=== Work task ===
The output should be every line below that includes the word "tokio".
*** Opening Source records ***
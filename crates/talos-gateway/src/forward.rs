//! Publishing: durable append in the background, live fan-out inline.

use std::sync::atomic::{AtomicU64, Ordering};
use std::sync::Arc;

use serde::Serialize;
use talos_stream::{BroadcastReport, StreamErrorKind};
use talos_types::Envelope;
use tokio::task::JoinHandle;

use crate::AppState;

/// Counts of finished background appends.
#[derive(Debug, Default)]
pub struct ForwardStats {
    forwarded: AtomicU64,
    failures: AtomicU64,
}

/// Point-in-time copy of [`ForwardStats`].
#[derive(Debug, Clone, Copy, Default, PartialEq, Eq, Serialize)]
pub struct ForwardCounts {
    pub forwarded: u64,
    pub forward_failures: u64,
}

impl ForwardStats {
    pub fn counts(&self) -> ForwardCounts {
        ForwardCounts {
            forwarded: self.forwarded.load(Ordering::Relaxed),
            forward_failures: self.failures.load(Ordering::Relaxed),
        }
    }

    fn record_success(&self) {
        self.forwarded.fetch_add(1, Ordering::Relaxed);
    }

    fn record_failure(&self) {
        self.failures.fetch_add(1, Ordering::Relaxed);
    }
}

/// What [`publish`] did with an envelope.
pub struct Published {
    pub envelope: Arc<Envelope>,
    /// Live delivery counts, known as soon as `publish` returns.
    pub report: BroadcastReport,
    /// The background store append. Dropping it detaches the task.
    pub forward: JoinHandle<()>,
}

/// Hands `envelope` to the audit store on the blocking pool and broadcasts
/// it to live sessions without waiting for the store.
///
/// A failed append is counted and logged; it never reaches the caller.
pub fn publish(state: &AppState, envelope: Envelope) -> Published {
    let envelope = Arc::new(envelope);

    let store = state.store.clone();
    let stats = state.forward_stats.clone();
    let record = envelope.clone();
    let forward = tokio::spawn(async move {
        let event_id = record.event_id.clone();
        let result = tokio::task::spawn_blocking(move || store.append(&record)).await;

        match result {
            Ok(Ok(())) => {
                stats.record_success();
                tracing::debug!(event_id = %event_id, "event forwarded to audit store");
            }
            Ok(Err(e)) => {
                stats.record_failure();
                tracing::error!(
                    event_id = %event_id,
                    kind = %StreamErrorKind::DurableForwardFailure,
                    error = %e,
                    "audit store rejected event"
                );
            }
            Err(e) => {
                stats.record_failure();
                tracing::error!(
                    event_id = %event_id,
                    kind = %StreamErrorKind::DurableForwardFailure,
                    error = %e,
                    "audit store task failed"
                );
            }
        }
    });

    let report = state.dispatcher.broadcast(envelope.clone());
    tracing::info!(
        event_id = %envelope.event_id,
        event_type = %envelope.event_type,
        outcome = %envelope.outcome,
        matched = report.matched,
        delivered = report.delivered,
        "event published"
    );

    Published {
        envelope,
        report,
        forward,
    }
}
//! Talos gateway binary.
//!
//! Starts an axum HTTP server with structured logging, the configured audit
//! store, and graceful shutdown on SIGTERM/SIGINT.

use std::net::SocketAddr;
use std::sync::Arc;

use talos_audit::{AuditStore, MemoryAuditStore, SqliteAuditStore};
use talos_gateway::config::{self, Config, ConfigError, StorageKind};
use talos_gateway::{app, AppState};
use tokio::net::TcpListener;
use tracing_subscriber::EnvFilter;

#[derive(Debug, thiserror::Error)]
enum StartupError {
    #[error(transparent)]
    Config(#[from] ConfigError),

    #[error("failed to open audit database: {0}")]
    Database(#[from] talos_db::PoolError),

    #[error("server I/O error: {0}")]
    Io(#[from] std::io::Error),
}

fn resolve_config_path() -> (Option<String>, &'static str) {
    if let Some(path) = std::env::args()
        .nth(1)
        .filter(|value| !value.trim().is_empty())
    {
        return (Some(path), "cli-arg");
    }

    if let Ok(path) = std::env::var("TALOS_CONFIG_PATH") {
        if !path.trim().is_empty() {
            return (Some(path), "env-var");
        }
    }

    (None, "default")
}

fn open_store(config: &Config) -> Result<Arc<dyn AuditStore>, StartupError> {
    match config.storage.kind {
        StorageKind::Memory => {
            tracing::warn!("using in-memory audit store; events are lost on restart");
            Ok(Arc::new(MemoryAuditStore::new()))
        }
        StorageKind::Sqlite => {
            let pool =
                talos_db::open_migrated(&config.storage.path, config.storage.runtime_settings())?;
            tracing::info!(path = %config.storage.path, "opened sqlite audit store");
            Ok(Arc::new(SqliteAuditStore::new(pool)))
        }
    }
}

#[tokio::main]
async fn main() -> Result<(), StartupError> {
    let (resolved_config_path, config_source) = resolve_config_path();
    let selected_config_path = resolved_config_path.as_deref().or(Some("config.toml"));

    let config = config::load_config(selected_config_path)?;

    let filter =
        EnvFilter::try_new(&config.logging.level).unwrap_or_else(|_| EnvFilter::new("info"));

    if config.logging.json {
        tracing_subscriber::fmt()
            .with_env_filter(filter)
            .json()
            .init();
    } else {
        tracing_subscriber::fmt().with_env_filter(filter).init();
    }

    tracing::info!(
        source = config_source,
        path = selected_config_path.unwrap_or("<none>"),
        "resolved startup configuration path"
    );
    if config.auth.dev_mode {
        tracing::warn!("dev mode enabled: admin routes accept any bearer token");
    }

    let store = open_store(&config)?;
    let addr = SocketAddr::new(config.server.host, config.server.port);
    let state = AppState::new(config, store);
    tracing::info!(
        run_id = %state.run_id,
        region = %state.config.server.region,
        queue_capacity = state.config.stream.queue_capacity,
        "gateway state initialized"
    );

    let app = app(state);
    let listener = TcpListener::bind(addr).await?;
    tracing::info!(%addr, "starting talos gateway");

    axum::serve(listener, app)
        .with_graceful_shutdown(shutdown_signal())
        .await?;

    tracing::info!("talos gateway shut down");
    Ok(())
}

/// Waits for a SIGINT (Ctrl+C) or SIGTERM signal for graceful shutdown.
async fn shutdown_signal() {
    let ctrl_c = async {
        if let Err(e) = tokio::signal::ctrl_c().await {
            tracing::error!(error = %e, "failed to listen for Ctrl+C");
            std::future::pending::<()>().await;
        }
    };

    #[cfg(unix)]
    let terminate = async {
        match tokio::signal::unix::signal(tokio::signal::unix::SignalKind::terminate()) {
            Ok(mut signal) => {
                signal.recv().await;
            }
            Err(e) => {
                tracing::error!(error = %e, "failed to install SIGTERM handler");
                std::future::pending::<()>().await;
            }
        }
    };

    #[cfg(not(unix))]
    let terminate = std::future::pending::<()>();

    tokio::select! {
        () = ctrl_c => { tracing::info!("received SIGINT, initiating graceful shutdown"); }
        () = terminate => { tracing::info!("received SIGTERM, initiating graceful shutdown"); }
    }
}

#[cfg(test)]
mod tests {
    use super::*;
    use axum::body::Body;
    use axum::http::{Request, StatusCode};
    use serde_json::Value;
    use tower::ServiceExt;

    #[tokio::test]
    async fn health_check_returns_ok() {
        let state = AppState::new(Config::default(), Arc::new(MemoryAuditStore::new()));
        let response = app(state)
            .oneshot(
                Request::builder()
                    .uri("/health")
                    .body(Body::empty())
                    .unwrap(),
            )
            .await
            .unwrap();

        assert_eq!(response.status(), StatusCode::OK);

        let body = axum::body::to_bytes(response.into_body(), usize::MAX)
            .await
            .unwrap();
        let json: Value = serde_json::from_slice(&body).unwrap();
        assert_eq!(json["status"], "ok");
        assert_eq!(json["version"], env!("CARGO_PKG_VERSION"));
    }

    #[tokio::test]
    async fn sqlite_storage_opens_with_migrations() {
        let dir = tempfile::tempdir().unwrap();
        let mut config = Config::default();
        config.storage.kind = StorageKind::Sqlite;
        config.storage.path = dir.path().join("audit.db").to_string_lossy().into_owned();

        let store = open_store(&config).unwrap();
        let page = store.list(&talos_audit::ListQuery::default()).unwrap();
        assert!(page.events.is_empty());
    }
}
*** Closing Source records ***
=== Answer section ===
use tokio::task::JoinHandle;
    let forward = tokio::spawn(async move {
        let result = tokio::task::spawn_blocking(move || store.append(&record)).await;
use tokio::net::TcpListener;
#[tokio::main]
        if let Err(e) = tokio::signal::ctrl_c().await {
        match tokio::signal::unix::signal(tokio::signal::unix::SignalKind::terminate()) {
    tokio::select! {
    #[tokio::test]
    #[tokio::test]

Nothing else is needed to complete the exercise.